[Stored data]
=======
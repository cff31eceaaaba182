//! Wraps an MCP server tool as a `toolbridge_types::Tool`.

use crate::bridge::{Invocation, InvocationBridge, ToolResult};
use crate::error::McpError;
use crate::protocol::ContentItem;
use crate::registry::ToolDescriptor;
use std::sync::Arc;
use toolbridge_types::{
    ImageSource, ImageSourceType, ToolContext, ToolDefinition, ToolFuture, ToolOutput,
    ToolOutputContent,
};

/// A tool backed by an MCP server.
///
/// The namespaced name follows the pattern `mcp__servername__toolname` so
/// tools from different servers never collide. Definitions are read from the
/// registry on every call, so they track the latest enumeration.
pub struct McpTool {
    namespaced_name: String,
    server_name: String,
    fallback: Arc<ToolDescriptor>,
    bridge: Arc<InvocationBridge>,
}

impl McpTool {
    pub fn new(
        server_name: &str,
        descriptor: Arc<ToolDescriptor>,
        bridge: Arc<InvocationBridge>,
    ) -> Self {
        Self {
            namespaced_name: namespaced_name(server_name, &descriptor.name),
            server_name: server_name.to_string(),
            fallback: descriptor,
            bridge,
        }
    }

    /// The tool's name on its server.
    pub fn remote_name(&self) -> &str {
        &self.fallback.name
    }

    /// Whether the server still lists this tool. A tool dropped by a
    /// refresh keeps its last definition but every call fails.
    pub fn is_available(&self) -> bool {
        self.bridge.registry().get(&self.fallback.name).is_some()
    }

    fn descriptor(&self) -> Arc<ToolDescriptor> {
        self.bridge
            .registry()
            .get(&self.fallback.name)
            .unwrap_or_else(|| Arc::clone(&self.fallback))
    }
}

pub fn namespaced_name(server: &str, tool: &str) -> String {
    format!("mcp__{server}__{tool}")
}

impl toolbridge_types::Tool for McpTool {
    fn name(&self) -> &str {
        &self.namespaced_name
    }

    fn definition(&self) -> ToolDefinition {
        let descriptor = self.descriptor();
        ToolDefinition {
            name: self.namespaced_name.clone(),
            description: format!("[MCP: {}] {}", self.server_name, descriptor.description),
            input_schema: descriptor.input_schema.clone(),
        }
    }

    fn is_read_only(&self) -> bool {
        self.descriptor().is_read_only()
    }

    fn execute(&self, input: serde_json::Value, ctx: ToolContext) -> ToolFuture<'_> {
        Box::pin(async move {
            let mut invocation = Invocation::new(self.remote_name(), input);
            invocation.turn_id = ctx.turn_id;

            match self.bridge.invoke(invocation).await {
                Ok(result) => Ok(into_output(result)),
                // The model should see what went wrong on the server
                Err(McpError::RemoteInvocation { message, .. }) => Ok(ToolOutput::error(message)),
                Err(e) => Err(e.into()),
            }
        })
    }
}

/// Convert a tool result into the model-facing output representation.
pub fn into_output(result: ToolResult) -> ToolOutput {
    let content = result
        .content
        .into_iter()
        .filter_map(|c| match c {
            ContentItem::Text { text } => Some(ToolOutputContent::Text { text }),
            ContentItem::Image { data, mime_type } => Some(ToolOutputContent::Image {
                source: ImageSource {
                    source_type: ImageSourceType::Base64,
                    media_type: mime_type,
                    data,
                },
            }),
            ContentItem::Audio { data, mime_type } => Some(ToolOutputContent::Audio {
                data,
                media_type: mime_type,
            }),
            ContentItem::Resource { resource } => Some(ToolOutputContent::Resource {
                uri: resource.uri,
                mime_type: resource.mime_type,
                text: resource.text,
            }),
            ContentItem::ResourceLink { uri, mime_type, .. } => Some(ToolOutputContent::Resource {
                uri,
                mime_type,
                text: None,
            }),
            ContentItem::Unsupported => None,
        })
        .collect();

    ToolOutput {
        content,
        structured: result.structured,
        is_error: false,
    }
}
=======
- GOAL OF THE EXERCISE: Please reproduce, exactly as they appear above, the lines from the line containing "read from the" up to and including the line containing "pub fn namespaced_name(server: &str, tool: &str)".

- SOLUTION TO THE PROBLEM:
/// tools from different servers never collide. Definitions are read from the
/// registry on every call, so they track the latest enumeration.
pub struct McpTool {
    namespaced_name: String,
    server_name: String,
    fallback: Arc<ToolDescriptor>,
    bridge: Arc<InvocationBridge>,
}

impl McpTool {
    pub fn new(
        server_name: &str,
        descriptor: Arc<ToolDescriptor>,
        bridge: Arc<InvocationBridge>,
    ) -> Self {
        Self {
            namespaced_name: namespaced_name(server_name, &descriptor.name),
            server_name: server_name.to_string(),
            fallback: descriptor,
            bridge,
        }
    }

    /// The tool's name on its server.
    pub fn remote_name(&self) -> &str {
        &self.fallback.name
    }

    /// Whether the server still lists this tool. A tool dropped by a
    /// refresh keeps its last definition but every call fails.
    pub fn is_available(&self) -> bool {
        self.bridge.registry().get(&self.fallback.name).is_some()
    }

    fn descriptor(&self) -> Arc<ToolDescriptor> {
        self.bridge
            .registry()
            .get(&self.fallback.name)
            .unwrap_or_else(|| Arc::clone(&self.fallback))
    }
}

pub fn namespaced_name(server: &str, tool: &str) -> String {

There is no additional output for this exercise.